Written For The Australian - If retirement beckons but you’re still paying off a mortgage here’s what you can do
More than half of Australian homeowners aged 55 to 64 are still carrying a mortgage. That's a 135 per cent jump on 20 years ago — and it's completely reshaping what retirement looks like in this country.
Before anyone starts shaking their head at supposedly reckless Boomers, look at the numbers. House prices are up nearly 200 per cent over two decades while wages have only grown 80 per cent. People are buying later, divorcing more, and helping their kids into property via the "bank of mum and dad." Of course debt is following them into retirement.
So what can you actually do about it?
The most common play I see is downsizing. Selling the family home and buying a townhouse or apartment nearby often frees up hundreds of thousands. And there's a very useful sweetener — the downsizer contribution lets each spouse tip up to $300,000 into super, with no upper age limit, provided you've owned the home for 10 years and are at least 55.
If you'd rather not move, super itself becomes the tool. Once you're 60 and retired, drawing a lump sum to wipe a mortgage gives you what is effectively a guaranteed 6 to 7 per cent return — better than betting on markets.
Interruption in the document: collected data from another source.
//! Structural signatures of monomials.
//!
//! A signature captures everything about a monomial that determines its reference tensor:
//! the integral and, for every basis function, its element, restriction and the indices of
//! its argument, components and derivatives. Transforms, coefficients, determinants and the
//! constant only enter the geometry tensor and are not part of the signature. Basis
//! functions are sorted, since the reference tensor does not depend on their order.
use crate::element::ElementId;
use crate::form::{BasisFunction, Integral, Monomial, Restriction};
use crate::index::{Index, IndexKind};
use serde::Serialize;

/// An index as seen by a signature. Secondary indices of soft signatures have no value.
#[derive(Debug, Clone, PartialEq, Eq, PartialOrd, Ord, Hash, Serialize)]
pub struct IndexSignature {
    pub kind: IndexKind,
    pub value: Option<usize>,
    pub range: Vec<usize>,
}

#[derive(Debug, Clone, PartialEq, Eq, PartialOrd, Ord, Hash, Serialize)]
pub struct BasisFunctionSignature {
    pub element: ElementId,
    pub restriction: Restriction,
    pub index: IndexSignature,
    pub components: Vec<IndexSignature>,
    pub derivatives: Vec<IndexSignature>,
}

#[derive(Debug, Clone, PartialEq, Eq, PartialOrd, Ord, Hash, Serialize)]
pub struct MonomialSignature {
    pub integral: Integral,
    pub basis_functions: Vec<BasisFunctionSignature>,
}

fn signature(monomial: &Monomial, index_signature: impl Fn(&Index) -> IndexSignature) -> MonomialSignature {
    let basis_function_signature = |v: &BasisFunction| BasisFunctionSignature {
        element: v.element.id(),
        restriction: v.restriction,
        index: index_signature(&v.index),
        components: v.components.iter().map(&index_signature).collect(),
        derivatives: v.derivatives.iter().map(|d| index_signature(&d.index)).collect(),
    };
    let mut basis_functions: Vec<_> = monomial
        .basis_functions
        .iter()
        .map(basis_function_signature)
        .collect();
    basis_functions.sort();
    MonomialSignature {
        integral: monomial.integral,
        basis_functions,
    }
}

/// A signature including the exact numbering of all indices.
///
/// Monomials with equal hard signatures have identical reference tensors up to their constant.
pub fn compute_hard_signature(monomial: &Monomial) -> MonomialSignature {
    signature(monomial, |index| IndexSignature {
        kind: index.kind(),
        value: Some(index.value()),
        range: index.range().to_vec(),
    })
}

/// A signature that does not depend on the numbering of secondary indices.
///
/// Monomials with equal soft signatures have reference tensors of the same shape, which agree
/// after a suitable renaming of secondary indices.
pub fn compute_soft_signature(monomial: &Monomial) -> MonomialSignature {
    signature(monomial, |index| IndexSignature {
        kind: index.kind(),
        value: (!index.is_kind(IndexKind::Secondary)).then(|| index.value()),
        range: index.range().to_vec(),
    })
}
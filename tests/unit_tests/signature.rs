use crate::{arguments, p1_triangle};
use fenris_form::element::Element;
use fenris_form::form::{BasisFunction, Derivative, Integral, Monomial};
use fenris_form::index::{Index, IndexGenerator};
use fenris_form::signature::{compute_hard_signature, compute_soft_signature};

fn with_derivatives(element: &Element, derivatives: [usize; 2]) -> Monomial {
    let mut monomial = Monomial::new(Integral::cell());
    monomial.basis_functions = derivatives
        .iter()
        .enumerate()
        .map(|(id, &a)| {
            let mut v = BasisFunction::argument(element, id);
            v.derivatives.push(Derivative {
                element: element.clone(),
                index: Index::secondary(a, 0..2),
            });
            v
        })
        .collect();
    monomial
}

#[test]
fn signatures_do_not_depend_on_basis_function_order() {
    let (u, v) = arguments(&p1_triangle());
    let uv = (u.clone() * v.clone()).unwrap().integrate(Integral::cell()).unwrap();
    let vu = (v * u).unwrap().integrate(Integral::cell()).unwrap();
    let (uv, vu) = (&uv.monomials()[0], &vu.monomials()[0]);
    assert_ne!(uv, vu);
    assert_eq!(compute_hard_signature(uv), compute_hard_signature(vu));
    assert_eq!(compute_soft_signature(uv), compute_soft_signature(vu));
}

#[test]
fn signatures_ignore_geometry() {
    let (u, v) = arguments(&p1_triangle());
    let monomial = |direction: usize, constant: f64| {
        let mut generator = IndexGenerator::new();
        let du = u.dx(direction, &mut generator).unwrap();
        let form = (constant * (du * v.clone()).unwrap())
            .unwrap()
            .integrate(Integral::cell())
            .unwrap();
        form.monomials()[0].clone()
    };
    let (m, n) = (monomial(0, 1.0), monomial(1, -3.0));
    assert_ne!(m.transforms, n.transforms);
    assert_eq!(compute_hard_signature(&m), compute_hard_signature(&n));
}

#[test]
fn soft_signatures_ignore_secondary_numbering() {
    let element = p1_triangle();
    let m = with_derivatives(&element, [0, 1]);
    let n = with_derivatives(&element, [1, 0]);
    assert_ne!(compute_hard_signature(&m), compute_hard_signature(&n));
    assert_eq!(compute_soft_signature(&m), compute_soft_signature(&n));
    assert_eq!(compute_soft_signature(&m).basis_functions[0].derivatives[0].value, None);
}

#[test]
fn signatures_distinguish_integrals() {
    let element = p1_triangle();
    let m = with_derivatives(&element, [0, 1]);
    let mut n = m.clone();
    n.integral = Integral::exterior_facet(3);
    assert_ne!(compute_soft_signature(&m), compute_soft_signature(&n));
}
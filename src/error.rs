//! Errors raised while building, simplifying or evaluating forms.
use std::fmt;
use std::fmt::{Display, Formatter};

/// Errors returned by form compilation.
///
/// None of these are recoverable: the form compiler performs a purely symbolic transformation,
/// so any error aborts compilation of the current form.
#[derive(Debug, Clone, PartialEq)]
#[non_exhaustive]
pub enum FormError {
    /// Two algebraic expressions were combined in a way that has no meaning for multilinear
    /// forms, e.g. adding a scalar to a form.
    TermAlgebra(String),
    /// The simplifier produced or encountered a state it must never produce.
    Simplification(String),
    /// The form violates the contract expected by the compiler (balanced summation
    /// convention, consistent signatures).
    InvariantViolation {
        message: String,
        /// Rendered monomials, signatures or indices that help diagnosing the violation.
        context: Vec<String>,
    },
    /// The shape of a reference tensor could not be determined, or an index could not be
    /// resolved while evaluating it.
    ReferenceTensor(String),
    /// A combination of cell, element and integration domain that is not supported.
    Unhandled(String),
    /// No quadrature rule is available for the requested accuracy.
    Quadrature(fenris_quadrature::Error),
}

impl FormError {
    pub(crate) fn invariant(message: impl Into<String>) -> Self {
        Self::InvariantViolation {
            message: message.into(),
            context: Vec::new(),
        }
    }

    pub(crate) fn with_context(self, item: impl ToString) -> Self {
        match self {
            Self::InvariantViolation { message, mut context } => {
                context.push(item.to_string());
                Self::InvariantViolation { message, context }
            }
            other => other,
        }
    }
}

impl Display for FormError {
    fn fmt(&self, f: &mut Formatter<'_>) -> fmt::Result {
        match self {
            Self::TermAlgebra(message) => write!(f, "invalid form expression: {message}"),
            Self::Simplification(message) => write!(f, "simplification failed: {message}"),
            Self::InvariantViolation { message, context } => {
                write!(f, "internal invariant violated: {message}")?;
                for item in context {
                    write!(f, "\n    {item}")?;
                }
                Ok(())
            }
            Self::ReferenceTensor(message) => write!(f, "failed to compute reference tensor: {message}"),
            Self::Unhandled(message) => write!(f, "unhandled case: {message}"),
            Self::Quadrature(error) => write!(f, "quadrature error: {error}"),
        }
    }
}

impl std::error::Error for FormError {
    fn source(&self) -> Option<&(dyn std::error::Error + 'static)> {
        match self {
            Self::Quadrature(error) => Some(error),
            _ => None,
        }
    }
}

impl From<fenris_quadrature::Error> for FormError {
    fn from(error: fenris_quadrature::Error) -> Self {
        Self::Quadrature(error)
    }
}
use crate::element::Element;
use crate::form::{
    BasisFunction, Derivative, Determinant, Form, Integral, Monomial, Restriction, Transform, TransformKind,
};
use crate::index::Index;
use ::proptest::prelude::*;

fn gradient_product(element: &Element, constant: f64, du: usize, dv: usize, determinant: Option<i32>) -> Monomial {
    let shape_dim = element.shape_dimension();
    let differentiated = |id: usize, direction: usize| {
        let a = Index::secondary(id, 0..shape_dim);
        let mut v = BasisFunction::argument(element, id);
        v.derivatives.push(Derivative {
            element: element.clone(),
            index: a.clone(),
        });
        let transform = Transform::new(TransformKind::JInv, a, Index::fixed(direction), Restriction::Unrestricted);
        (v, transform)
    };
    let (u, tu) = differentiated(0, du);
    let (v, tv) = differentiated(1, dv);

    let mut monomial = Monomial::new(Integral::cell());
    monomial.constant = constant;
    monomial.basis_functions = vec![u, v];
    monomial.transforms = vec![tu, tv];
    monomial.determinants = determinant
        .map(|power| Determinant::new(power, Restriction::Unrestricted))
        .into_iter()
        .collect();
    monomial
}

/// Forms that are sums of terms `c * (du/dx_i) * (dv/dx_j)` with the physical directions `i`
/// and `j` and the constants `c` drawn at random.
///
/// The element must have a shape dimension of at least one.
pub fn gradient_product_form(element: Element, max_terms: usize) -> impl Strategy<Value = Form> {
    let shape_dim = element.shape_dimension().max(1);
    let constant = prop_oneof![Just(-2.0), Just(-1.0), Just(0.5), Just(1.0), Just(2.0)];
    let term = (constant, 0..shape_dim, 0..shape_dim, ::proptest::option::of(-1..=1));
    ::proptest::collection::vec(term, 0..=max_terms).prop_map(move |terms| {
        Form::new(
            terms
                .into_iter()
                .map(|(c, du, dv, det)| gradient_product(&element, c, du, dv, det))
                .collect(),
        )
    })
}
Up to $1.9m can come out tax free. But tread carefully — unexpected medical bills or strata special levies can blow a hole in your plans.
One quirk worth knowing: the aged pension uses an assets test, not a net assets test. Home-loan balances are ignored. So using super to pay down the mortgage can actually improve your pension entitlement.
And for the creative, "granny flat" arrangements — gifting money to your kids in exchange for a right to live in their home — can double as an early inheritance and a Centrelink strategy.
The honest truth? For those nearing retirement, options exist but they involve trade-offs. For younger Australians reading over their parents' shoulders, the lesson is simple: buy earlier if you possibly can.